-- REQUIREMENT --
A single number is the answer: how many lines of the entries contain the word "hundred"?

-- RECORDS PROVIDED --
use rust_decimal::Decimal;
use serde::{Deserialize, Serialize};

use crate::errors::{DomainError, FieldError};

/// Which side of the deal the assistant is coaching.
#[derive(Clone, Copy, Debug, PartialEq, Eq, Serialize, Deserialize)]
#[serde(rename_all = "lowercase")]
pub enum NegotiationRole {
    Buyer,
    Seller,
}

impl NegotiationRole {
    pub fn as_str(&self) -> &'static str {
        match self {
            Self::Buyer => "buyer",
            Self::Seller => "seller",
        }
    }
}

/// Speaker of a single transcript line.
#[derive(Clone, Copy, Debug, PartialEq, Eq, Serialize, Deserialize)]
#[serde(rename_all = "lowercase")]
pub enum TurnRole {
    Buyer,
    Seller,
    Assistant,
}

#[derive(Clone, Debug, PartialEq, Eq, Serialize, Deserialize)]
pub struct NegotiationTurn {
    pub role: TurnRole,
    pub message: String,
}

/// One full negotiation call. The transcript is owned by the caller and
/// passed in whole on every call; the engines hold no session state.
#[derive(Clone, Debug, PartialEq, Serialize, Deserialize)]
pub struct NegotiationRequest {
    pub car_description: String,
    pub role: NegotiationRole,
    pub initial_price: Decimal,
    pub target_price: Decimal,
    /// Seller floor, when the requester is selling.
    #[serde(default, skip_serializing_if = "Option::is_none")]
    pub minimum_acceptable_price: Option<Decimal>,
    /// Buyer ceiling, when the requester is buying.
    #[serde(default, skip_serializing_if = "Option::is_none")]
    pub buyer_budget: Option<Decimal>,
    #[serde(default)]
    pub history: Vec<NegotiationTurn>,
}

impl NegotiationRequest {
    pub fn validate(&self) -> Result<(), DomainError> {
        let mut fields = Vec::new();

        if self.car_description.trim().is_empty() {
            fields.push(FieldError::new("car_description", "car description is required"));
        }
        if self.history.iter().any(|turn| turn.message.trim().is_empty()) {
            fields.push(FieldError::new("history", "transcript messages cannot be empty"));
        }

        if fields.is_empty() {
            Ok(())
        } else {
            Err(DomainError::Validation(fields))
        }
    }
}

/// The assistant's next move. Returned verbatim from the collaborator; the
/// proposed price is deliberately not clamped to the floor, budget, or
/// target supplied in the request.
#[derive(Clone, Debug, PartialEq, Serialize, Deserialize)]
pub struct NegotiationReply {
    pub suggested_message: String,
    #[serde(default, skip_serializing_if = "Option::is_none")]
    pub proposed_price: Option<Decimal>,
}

---

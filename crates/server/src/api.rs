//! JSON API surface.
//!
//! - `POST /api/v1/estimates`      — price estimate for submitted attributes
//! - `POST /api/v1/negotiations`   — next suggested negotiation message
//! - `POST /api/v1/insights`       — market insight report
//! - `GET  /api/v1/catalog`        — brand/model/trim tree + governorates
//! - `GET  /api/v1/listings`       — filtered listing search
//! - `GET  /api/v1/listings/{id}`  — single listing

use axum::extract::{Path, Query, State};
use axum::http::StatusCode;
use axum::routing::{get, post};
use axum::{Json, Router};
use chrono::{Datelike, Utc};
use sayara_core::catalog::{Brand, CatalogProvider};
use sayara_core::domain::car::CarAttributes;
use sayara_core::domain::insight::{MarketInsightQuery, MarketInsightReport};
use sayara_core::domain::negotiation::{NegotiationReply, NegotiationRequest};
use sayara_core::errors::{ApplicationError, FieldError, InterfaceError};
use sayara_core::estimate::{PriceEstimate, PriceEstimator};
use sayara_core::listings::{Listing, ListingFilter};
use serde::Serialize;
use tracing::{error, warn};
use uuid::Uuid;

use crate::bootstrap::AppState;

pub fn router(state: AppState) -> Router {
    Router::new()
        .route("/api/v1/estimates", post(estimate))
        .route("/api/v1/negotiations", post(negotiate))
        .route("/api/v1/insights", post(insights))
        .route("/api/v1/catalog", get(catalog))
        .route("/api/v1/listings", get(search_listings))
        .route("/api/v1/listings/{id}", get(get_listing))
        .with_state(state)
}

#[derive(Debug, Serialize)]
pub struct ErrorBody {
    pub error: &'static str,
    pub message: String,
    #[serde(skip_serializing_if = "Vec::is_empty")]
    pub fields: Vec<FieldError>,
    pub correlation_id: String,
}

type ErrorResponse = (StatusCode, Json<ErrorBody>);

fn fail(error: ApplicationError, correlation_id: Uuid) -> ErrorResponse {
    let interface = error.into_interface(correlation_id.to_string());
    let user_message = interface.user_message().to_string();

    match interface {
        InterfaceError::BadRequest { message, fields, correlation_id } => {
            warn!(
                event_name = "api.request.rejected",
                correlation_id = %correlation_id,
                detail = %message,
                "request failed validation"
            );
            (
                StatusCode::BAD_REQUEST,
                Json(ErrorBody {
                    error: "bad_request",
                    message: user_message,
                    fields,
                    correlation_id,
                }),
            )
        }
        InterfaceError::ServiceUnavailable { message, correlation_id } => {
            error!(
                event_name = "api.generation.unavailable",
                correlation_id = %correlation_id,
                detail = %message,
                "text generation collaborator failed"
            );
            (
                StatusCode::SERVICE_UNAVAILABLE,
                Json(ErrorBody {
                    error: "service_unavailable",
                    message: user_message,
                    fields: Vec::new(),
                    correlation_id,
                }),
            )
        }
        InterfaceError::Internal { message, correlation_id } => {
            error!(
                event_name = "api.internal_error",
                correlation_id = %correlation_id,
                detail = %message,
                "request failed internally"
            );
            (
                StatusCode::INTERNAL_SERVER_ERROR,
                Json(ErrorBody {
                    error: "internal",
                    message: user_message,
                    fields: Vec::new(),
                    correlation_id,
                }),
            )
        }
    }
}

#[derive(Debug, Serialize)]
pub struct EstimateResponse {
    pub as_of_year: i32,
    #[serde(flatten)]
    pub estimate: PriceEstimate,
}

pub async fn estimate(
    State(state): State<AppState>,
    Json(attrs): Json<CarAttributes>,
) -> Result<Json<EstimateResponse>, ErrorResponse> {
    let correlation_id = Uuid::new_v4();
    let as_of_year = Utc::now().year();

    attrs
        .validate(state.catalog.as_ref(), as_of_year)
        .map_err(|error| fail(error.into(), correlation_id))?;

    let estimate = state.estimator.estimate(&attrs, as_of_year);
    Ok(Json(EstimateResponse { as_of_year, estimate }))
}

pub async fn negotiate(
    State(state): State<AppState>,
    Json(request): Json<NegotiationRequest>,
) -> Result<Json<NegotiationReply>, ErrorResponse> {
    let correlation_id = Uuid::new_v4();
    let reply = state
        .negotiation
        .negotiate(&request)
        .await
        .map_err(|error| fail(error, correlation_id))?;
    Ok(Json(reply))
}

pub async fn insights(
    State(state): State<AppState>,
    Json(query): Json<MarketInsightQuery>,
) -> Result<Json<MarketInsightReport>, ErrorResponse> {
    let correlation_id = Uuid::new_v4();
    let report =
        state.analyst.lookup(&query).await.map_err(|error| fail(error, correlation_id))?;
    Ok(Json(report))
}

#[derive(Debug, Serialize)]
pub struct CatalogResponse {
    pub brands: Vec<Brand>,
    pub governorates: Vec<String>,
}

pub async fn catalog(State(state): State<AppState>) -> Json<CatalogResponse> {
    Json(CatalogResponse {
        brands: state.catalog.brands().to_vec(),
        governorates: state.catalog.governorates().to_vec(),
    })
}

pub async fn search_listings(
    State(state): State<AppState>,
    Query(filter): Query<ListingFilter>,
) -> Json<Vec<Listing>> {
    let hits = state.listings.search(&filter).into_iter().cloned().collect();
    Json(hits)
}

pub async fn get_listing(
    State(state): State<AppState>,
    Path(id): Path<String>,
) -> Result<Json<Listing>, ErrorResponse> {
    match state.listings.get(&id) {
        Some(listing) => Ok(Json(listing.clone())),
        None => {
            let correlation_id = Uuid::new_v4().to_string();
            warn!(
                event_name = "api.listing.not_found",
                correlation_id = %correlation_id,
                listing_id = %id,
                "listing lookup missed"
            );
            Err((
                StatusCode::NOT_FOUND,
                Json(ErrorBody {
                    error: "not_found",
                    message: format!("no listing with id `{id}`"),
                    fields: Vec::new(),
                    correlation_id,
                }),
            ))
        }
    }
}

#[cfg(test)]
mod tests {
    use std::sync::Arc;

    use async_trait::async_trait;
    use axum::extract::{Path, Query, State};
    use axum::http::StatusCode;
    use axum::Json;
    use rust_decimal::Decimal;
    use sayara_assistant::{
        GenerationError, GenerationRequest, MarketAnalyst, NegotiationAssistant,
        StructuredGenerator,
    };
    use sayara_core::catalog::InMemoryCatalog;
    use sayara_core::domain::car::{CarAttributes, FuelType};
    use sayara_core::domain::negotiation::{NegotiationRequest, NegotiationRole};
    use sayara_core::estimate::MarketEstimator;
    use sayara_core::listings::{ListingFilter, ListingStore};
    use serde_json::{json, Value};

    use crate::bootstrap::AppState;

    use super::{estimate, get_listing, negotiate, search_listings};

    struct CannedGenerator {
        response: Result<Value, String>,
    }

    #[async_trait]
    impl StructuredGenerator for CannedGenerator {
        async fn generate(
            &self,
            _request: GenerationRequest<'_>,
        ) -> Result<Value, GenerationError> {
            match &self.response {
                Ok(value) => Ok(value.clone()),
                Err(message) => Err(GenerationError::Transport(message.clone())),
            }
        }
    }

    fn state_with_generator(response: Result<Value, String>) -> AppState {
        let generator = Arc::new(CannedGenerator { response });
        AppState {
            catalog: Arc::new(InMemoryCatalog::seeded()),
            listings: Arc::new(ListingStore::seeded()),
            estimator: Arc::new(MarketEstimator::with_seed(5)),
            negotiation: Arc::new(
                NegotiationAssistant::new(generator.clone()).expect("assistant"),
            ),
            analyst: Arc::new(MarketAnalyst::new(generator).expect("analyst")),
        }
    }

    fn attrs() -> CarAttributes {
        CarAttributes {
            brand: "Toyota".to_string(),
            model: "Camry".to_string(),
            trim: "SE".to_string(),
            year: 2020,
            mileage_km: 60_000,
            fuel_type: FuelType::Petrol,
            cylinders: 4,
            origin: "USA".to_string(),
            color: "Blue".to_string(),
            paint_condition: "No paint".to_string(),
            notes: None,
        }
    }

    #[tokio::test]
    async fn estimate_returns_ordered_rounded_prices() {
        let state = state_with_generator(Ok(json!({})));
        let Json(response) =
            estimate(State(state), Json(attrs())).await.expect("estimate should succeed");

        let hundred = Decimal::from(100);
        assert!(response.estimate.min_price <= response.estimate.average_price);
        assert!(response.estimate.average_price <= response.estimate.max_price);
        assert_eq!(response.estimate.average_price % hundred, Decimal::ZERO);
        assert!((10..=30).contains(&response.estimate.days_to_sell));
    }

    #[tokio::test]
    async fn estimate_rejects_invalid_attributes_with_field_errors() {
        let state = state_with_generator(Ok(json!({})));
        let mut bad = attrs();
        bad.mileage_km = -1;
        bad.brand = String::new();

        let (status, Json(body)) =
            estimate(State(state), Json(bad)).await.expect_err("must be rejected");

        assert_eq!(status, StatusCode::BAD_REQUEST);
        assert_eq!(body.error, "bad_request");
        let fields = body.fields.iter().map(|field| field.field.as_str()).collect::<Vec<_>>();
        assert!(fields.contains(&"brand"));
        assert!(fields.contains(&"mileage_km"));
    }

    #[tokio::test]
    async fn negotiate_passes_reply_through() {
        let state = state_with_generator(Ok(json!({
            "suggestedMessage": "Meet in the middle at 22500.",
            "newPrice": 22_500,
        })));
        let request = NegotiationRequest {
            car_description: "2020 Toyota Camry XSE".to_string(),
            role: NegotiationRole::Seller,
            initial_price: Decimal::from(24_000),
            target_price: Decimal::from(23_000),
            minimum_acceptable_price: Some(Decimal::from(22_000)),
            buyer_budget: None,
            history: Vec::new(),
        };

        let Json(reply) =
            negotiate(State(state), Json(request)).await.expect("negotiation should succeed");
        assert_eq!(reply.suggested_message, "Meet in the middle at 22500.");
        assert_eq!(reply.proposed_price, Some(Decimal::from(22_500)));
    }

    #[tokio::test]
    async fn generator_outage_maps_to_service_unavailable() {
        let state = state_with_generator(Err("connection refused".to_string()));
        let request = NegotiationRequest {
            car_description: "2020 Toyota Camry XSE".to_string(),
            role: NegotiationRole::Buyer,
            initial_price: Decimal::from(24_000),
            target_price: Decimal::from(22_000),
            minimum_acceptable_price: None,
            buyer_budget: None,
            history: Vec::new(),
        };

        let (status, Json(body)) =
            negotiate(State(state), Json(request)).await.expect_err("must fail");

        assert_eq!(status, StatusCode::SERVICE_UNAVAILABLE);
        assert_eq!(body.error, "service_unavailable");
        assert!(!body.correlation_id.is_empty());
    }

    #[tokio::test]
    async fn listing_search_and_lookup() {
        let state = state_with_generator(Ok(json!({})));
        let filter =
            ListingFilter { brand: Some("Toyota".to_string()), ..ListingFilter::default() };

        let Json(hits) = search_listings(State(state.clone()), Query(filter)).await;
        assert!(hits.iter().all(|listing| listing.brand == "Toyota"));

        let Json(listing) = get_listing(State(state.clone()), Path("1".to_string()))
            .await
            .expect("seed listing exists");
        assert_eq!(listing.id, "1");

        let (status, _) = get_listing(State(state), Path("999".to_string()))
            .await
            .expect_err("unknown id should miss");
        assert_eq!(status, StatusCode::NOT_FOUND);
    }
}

-- OUTPUT FOR THIS TASK --
2